O DESENVOLVIMENTO SUSTENTÁVEL E AS TEORIAS DA FIRMA: DOIS MUNDOS DIFERENTES?

Diego Antonio Marconatto, Eugenio Avila Pedrozo

Resumo


Cada uma das teorias da firma existentes é fundada sobre pressupostos próprios a partir dos quais são desdobradas visões estratégicas específicas para as organizações. Se esses drivers estratégicos não forem compatíveis com a natureza do desenvolvimento sustentável, a criação de políticas para a sustentabilidade pode ser comprometida em sua própria origem. Partindo desta constatação, este ensaio teórico analisa a compatibilidade de cinco teorias da firma consolidadas na literatura econômica e estratégica com os pressupostos do desenvolvimento sustentável. Assim sendo, este ensaio teórico inicialmente expõe e discute as cinco principais características do desenvolvimento sustentável, as quais, em conjunto, demandam sete características e  competências específicas das organizações.

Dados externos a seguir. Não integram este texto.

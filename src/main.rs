use std::sync::Arc;

use tracing_subscriber::EnvFilter;
use webserver::config::Config;
use webserver::server;
use webserver::store::MemoryUserStore;

#[tokio::main]
async fn main() -> anyhow::Result<()> {
    tracing_subscriber::fmt()
        .with_env_filter(EnvFilter::try_from_default_env().unwrap_or_else(|_| EnvFilter::new("info")))
        .with_target(false)
        .with_level(true)
        .init();

    let cfg = Config::load()?;
    let store = Arc::new(MemoryUserStore::new());
    let router = Arc::new(server::build_router(&cfg, store));

    tokio::select! {
        res = server::listener::run(&cfg, router) => {
            res?;
        }

        _ = tokio::signal::ctrl_c() => {
            tracing::info!("Shutdown signal received");
        }
    }

    Ok(())
}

As cinco teorias da firma são então analisadas à luz destes sete elementos. Os resultados mostram em ordem crescente a compatibilidade destas teorias da firma com o desenvolvimento sustentável: firma de Bain, firma neoclássica, ECT, firma schumpeteriana e RBV – analisada em conjunto com a KBV e a teoria cognitiva da firma. Ao mostrar as compatibilidades e incompatibilidades, este trabalho joga luz sobre os corpos teóricos oriundos daquelas teorias da firma enquanto capazes de unir os  objetivos econômicos, com metas sociais e ambientais configuradas através da lógica da sustentabilidade. Essas constatações podem auxiliar no avanço teórico para a criação de uma “teoria da firma sustentável”.

Palavras-chave: Desenvolvimento sustentável. Teorias da firma.